Las medidas de mano dura pueden terminar por convertirse en una especie de terrorismo estatal, que amenaza al abogado defensor que se opone al uso abusivo de la prisión preventiva; que intimida al fiscal que solicita alguna salida distinta de someter a juicio a una persona; que procesa penalmente al magistrado constitucional que cumple a cabalidad su obligación de resguardar el orden jurídico constitucional, además de instar acciones en contra de jueces que fundados debidamente en ley y medios de convicción,  disponen libertades, revocan detenciones, conceden medidas sustitutivas a la prisión preventiva o absuelven.

Si se me permite lo diga en estos términos, es derecho penal del enemigo, concepto del que habló el autor alemán Gunther Jakobs. Y, al enemigo, hay que eliminarlo a cualquier precio. En dicho sentido impone el uso de lenguajes belicosos: “guerra al delito”, “combate a la criminalidad”, “eliminación del delincuente”.

Otra consecuencia de este tipo de medida es el hacinamiento en las cárceles.

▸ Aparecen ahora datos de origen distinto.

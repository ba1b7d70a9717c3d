//! # optilabor-detect
//!
//! Clients for the tag detection collaborator.
//!
//! This crate provides:
//! - [`HttpTagDetector`], a client for the hosted detection sidecar
//! - [`MockTagDetector`], a deterministic detector for tests and local runs
//!
//! Both implement [`optilabor_core::TagDetector`].
//!
//! # Example
//!
//! ```rust,no_run
//! use optilabor_core::{DetectionInput, TagDetector};
//! use optilabor_detect::HttpTagDetector;
//!
//! #[tokio::main]
//! async fn main() {
//!     let detector = HttpTagDetector::new("http://localhost:8095".to_string());
//!     let data = std::fs::read("plan_A.pdf").unwrap();
//!     let input = DetectionInput {
//!         file_name: "plan_A.pdf",
//!         content_type: "application/pdf",
//!         data: &data,
//!     };
//!     let result = detector.detect(&input).await.unwrap();
//!     println!("{:?}", result.labels(0.5));
//! }
//! ```

pub mod http;
pub mod mock;

// Re-export core types
pub use optilabor_core::*;

pub use http::HttpTagDetector;
pub use mock::{MockCall, MockTagDetector};
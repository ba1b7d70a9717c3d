//! Error types for OptiLabor.

use thiserror::Error;

/// Result type alias using OptiLabor's Error type.
pub type Result<T> = std::result::Result<T, Error>;

/// Core error type for OptiLabor operations.
#[derive(Error, Debug)]
pub enum Error {
    /// Database operation failed (wraps sqlx::Error)
    #[error("Database error: {0}")]
    Database(#[from] sqlx::Error),

    /// Non-SQL store rejected a read or write
    #[error("Storage error: {0}")]
    Storage(String),

    /// Resource not found
    #[error("Not found: {0}")]
    NotFound(String),

    /// Tag detection collaborator failed
    #[error("Detection error: {0}")]
    Detection(String),

    /// Serialization/deserialization error
    #[error("Serialization error: {0}")]
    Serialization(String),

    /// Configuration error
    #[error("Configuration error: {0}")]
    Config(String),

    /// Invalid input
    #[error("Invalid input: {0}")]
    InvalidInput(String),

    /// Internal error
    #[error("Internal error: {0}")]
    Internal(String),

    /// File I/O operation failed
    #[error("I/O error: {0}")]
    Io(#[from] std::io::Error),
}

impl Error {
    /// Whether this error came from a persistence layer (SQL store, blob store, disk).
    ///
    /// Reconciliation defines no other failure kind; callers use this to decide
    /// how to report a failed write to the end user.
    pub fn is_persistence(&self) -> bool {
        matches!(self, Error::Database(_) | Error::Storage(_) | Error::Io(_))
    }
}

impl From<serde_json::Error> for Error {
    fn from(e: serde_json::Error) -> Self {
        Error::Serialization(e.to_string())
    }
}

impl From<reqwest::Error> for Error {
    fn from(e: reqwest::Error) -> Self {
        Error::Detection(e.to_string())
    }
}

#[cfg(test)]
mod tests {
    use super::*;

    #[test]
    fn test_error_display_not_found() {
        let err = Error::NotFound("plan_A.pdf".to_string());
        assert_eq!(err.to_string(), "Not found: plan_A.pdf");
    }

    #[test]
    fn test_error_display_storage() {
        let err = Error::Storage("write rejected".to_string());
        assert_eq!(err.to_string(), "Storage error: write rejected");
    }

    #[test]
    fn test_error_display_detection() {
        let err = Error::Detection("sidecar returned 503".to_string());
        assert_eq!(err.to_string(), "Detection error: sidecar returned 503");
    }

    #[test]
    fn test_error_display_invalid_input() {
        let err = Error::InvalidInput("file name cannot be empty".to_string());
        assert_eq!(err.to_string(), "Invalid input: file name cannot be empty");
    }

    #[test]
    fn test_error_display_config() {
        let err = Error::Config("PORT must be a number".to_string());
        assert_eq!(err.to_string(), "Configuration error: PORT must be a number");
    }

    #[test]
    fn test_error_display_io() {
        let io_err = std::io::Error::new(std::io::ErrorKind::NotFound, "file not found");
        let err = Error::Io(io_err);
        assert!(err.to_string().contains("I/O error:"));
        assert!(err.to_string().contains("file not found"));
    }

    #[test]
    fn test_persistence_classification() {
        assert!(Error::Database(sqlx::Error::PoolTimedOut).is_persistence());
        assert!(Error::Storage("disk full".to_string()).is_persistence());
        assert!(
            Error::Io(std::io::Error::new(std::io::ErrorKind::Other, "eio")).is_persistence()
        );

        assert!(!Error::InvalidInput("bad".to_string()).is_persistence());
        assert!(!Error::Detection("down".to_string()).is_persistence());
        assert!(!Error::NotFound("x".to_string()).is_persistence());
    }

    #[test]
    fn test_from_sqlx_error() {
        let err: Error = sqlx::Error::PoolClosed.into();
        match err {
            Error::Database(_) => {}
            _ => panic!("Expected Database error"),
        }
    }

    #[test]
    fn test_from_serde_json_error_maintains_message() {
        let json_err = serde_json::from_str::<serde_json::Value>(r#"{"invalid": json}"#);
        assert!(json_err.is_err());

        let err: Error = json_err.unwrap_err().into();
        assert!(err.to_string().contains("Serialization error:"));
    }

    #[test]
    fn test_error_is_send_sync() {
        fn assert_send<T: Send>() {}
        fn assert_sync<T: Sync>() {}

        assert_send::<Error>();
        assert_sync::<Error>();
    }
}
//! # optilabor-db
//!
//! PostgreSQL persistence and blob storage for OptiLabor.
//!
//! This crate provides:
//! - Connection pool management
//! - [`PgAttachmentRepository`], the transactional tag reconcile write path
//! - Content-addressed filesystem storage for uploaded documents
//!
//! ## Example
//!
//! ```rust,ignore
//! use std::sync::Arc;
//! use optilabor_core::TagReconciler;
//! use optilabor_db::Database;
//!
//! #[tokio::main]
//! async fn main() -> Result<(), Box<dyn std::error::Error>> {
//!     let db = Database::connect("postgres://localhost/optilabor").await?;
//!     let reconciler = TagReconciler::new(Arc::new(db.attachments.clone()));
//!
//!     let outcome = reconciler.reconcile("plan_A.pdf", &["Tag1", "Tag2"]).await?;
//!     println!("{}: {}", outcome.action, outcome.record.tag_id());
//!     Ok(())
//! }
//! ```

pub mod attachments;
pub mod file_storage;
pub mod pool;

// Test fixtures for integration tests
// Note: Always compiled so integration tests (in tests/) can use DEFAULT_TEST_DATABASE_URL
pub mod test_fixtures;

// Re-export core types
pub use optilabor_core::*;

pub use attachments::PgAttachmentRepository;
pub use file_storage::{
    compute_content_hash, storage_path_for_hash, store_document, FilesystemBackend,
    StorageBackend, StoredDocument,
};
pub use pool::{log_pool_metrics, PoolConfig};

/// Database context holding the pool and repositories.
///
/// Constructed once at startup and passed to whatever needs it; cloning is
/// cheap and shares the pool.
#[derive(Clone)]
pub struct Database {
    /// The underlying connection pool.
    pub pool: sqlx::Pool<sqlx::Postgres>,
    /// Per-file tag records.
    pub attachments: PgAttachmentRepository,
}

impl Database {
    /// Create a new Database instance from a connection pool.
    pub fn new(pool: sqlx::Pool<sqlx::Postgres>) -> Self {
        Self {
            attachments: PgAttachmentRepository::new(pool.clone()),
            pool,
        }
    }

    /// Connect with the default pool settings.
    pub async fn connect(url: &str) -> Result<Self> {
        Self::connect_with_config(url, &PoolConfig::default()).await
    }

    /// Connect with explicit pool settings.
    pub async fn connect_with_config(url: &str, config: &PoolConfig) -> Result<Self> {
        let pool = config.connect(url).await?;
        Ok(Self::new(pool))
    }

    /// Run pending migrations.
    #[cfg(feature = "migrations")]
    pub async fn migrate(&self) -> Result<()> {
        sqlx::migrate!("../../migrations")
            .run(&self.pool)
            .await
            .map_err(|e| Error::Database(sqlx::Error::Migrate(Box::new(e))))?;
        Ok(())
    }

    /// Get the underlying connection pool.
    pub fn pool(&self) -> &sqlx::Pool<sqlx::Postgres> {
        &self.pool
    }

    /// Close the pool, waiting for checked-out connections to be returned.
    pub async fn close(&self) {
        self.pool.close().await;
    }
}
//! Attachment tag reconciliation service.
//!
//! [`TagReconciler`] is the entry point callers use when new tags arrive for
//! a file: it validates and normalizes the input, hands the atomic
//! check-merge-write to the injected [`AttachmentRepository`], and logs the
//! decision. Failures are returned to the caller unchanged; nothing is retried.

use std::sync::Arc;
use std::time::Instant;

use tracing::{info, warn};

use crate::logging;
use crate::error::{Error, Result};
use crate::models::{DuplicatePolicy, ReconcileOutcome};
use crate::tags::{normalize_tags, validate_file_name};
use crate::traits::AttachmentRepository;

/// Reconciles detected tags into per-file attachment records.
#[derive(Clone)]
pub struct TagReconciler {
    repo: Arc<dyn AttachmentRepository>,
    policy: DuplicatePolicy,
}

impl TagReconciler {
    /// Create a reconciler with the default [`DuplicatePolicy::Keep`].
    pub fn new(repo: Arc<dyn AttachmentRepository>) -> Self {
        Self {
            repo,
            policy: DuplicatePolicy::default(),
        }
    }

    /// Set the duplicate policy.
    pub fn with_policy(mut self, policy: DuplicatePolicy) -> Self {
        self.policy = policy;
        self
    }

    pub fn policy(&self) -> DuplicatePolicy {
        self.policy
    }

    /// The repository this reconciler writes to.
    pub fn repository(&self) -> &Arc<dyn AttachmentRepository> {
        &self.repo
    }

    /// Create the record for `file_name` or extend its tag list.
    ///
    /// Blank tags are dropped. An empty `detected` list still creates the
    /// record (with no tags) the first time a file name is seen, and is a
    /// no-op afterwards.
    pub async fn reconcile<S: AsRef<str> + Sync>(
        &self,
        file_name: &str,
        detected: &[S],
    ) -> Result<ReconcileOutcome> {
        let start = Instant::now();

        let file_name = validate_file_name(file_name).map_err(Error::InvalidInput)?;
        let tags = normalize_tags(detected).map_err(Error::InvalidInput)?;

        match self.repo.reconcile(file_name, &tags, self.policy).await {
            Ok(outcome) => {
                info!(
                    subsystem = logging::SUBSYSTEM_RECONCILE,
                    component = logging::COMPONENT_TAG_RECONCILER,
                    op = "reconcile",
                    file_name = %file_name,
                    action = %outcome.action,
                    tag_count = outcome.added.len(),
                    duration_ms = start.elapsed().as_millis() as u64,
                    "Reconciled attachment tags"
                );
                Ok(outcome)
            }
            Err(e) => {
                warn!(
                    subsystem = logging::SUBSYSTEM_RECONCILE,
                    component = logging::COMPONENT_TAG_RECONCILER,
                    op = "reconcile",
                    file_name = %file_name,
                    tag_count = tags.len(),
                    persistence = e.is_persistence(),
                    error = %e,
                    "Attachment tag reconcile failed"
                );
                Err(e)
            }
        }
    }
}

Para el caso de Guatemala este está alrededor de más de un 300%. Sumemos a ello, la violencia intracarcelaria, como prueba del populismo penal. Las medidas de “mano dura” permiten la restricción arbitraria de la libertad, acusaciones o condenas sin pruebas suficientes. En este esquema, no resulta extraño que los centros penitenciarios estén en control de los internos y no de las autoridades. La corrupción campea y más perece que la represión termina siendo su aliada.

De la promoción de un Estado de derecho, se pasó a favorecer un Estado de represión punitiva que tiende a negar todo derecho; los procesos y procedimientos se convierten en herramientas al servicio de lo que puede llamarse política de criminalización de las personas, que se identifican como enemigas, sean o no responsables de actos ilícitos; se politiza la justicia. El control del crimen se convierte en tema de campaña política y se pretende eliminar al infractor, sin ninguna intención real por proponer e implementar soluciones efectivas, no excluyentes, ni discriminatorias, que permitan empezar a resolver las necesidades económicas, sociales, culturales y medio ambientales de las personas en Guatemala.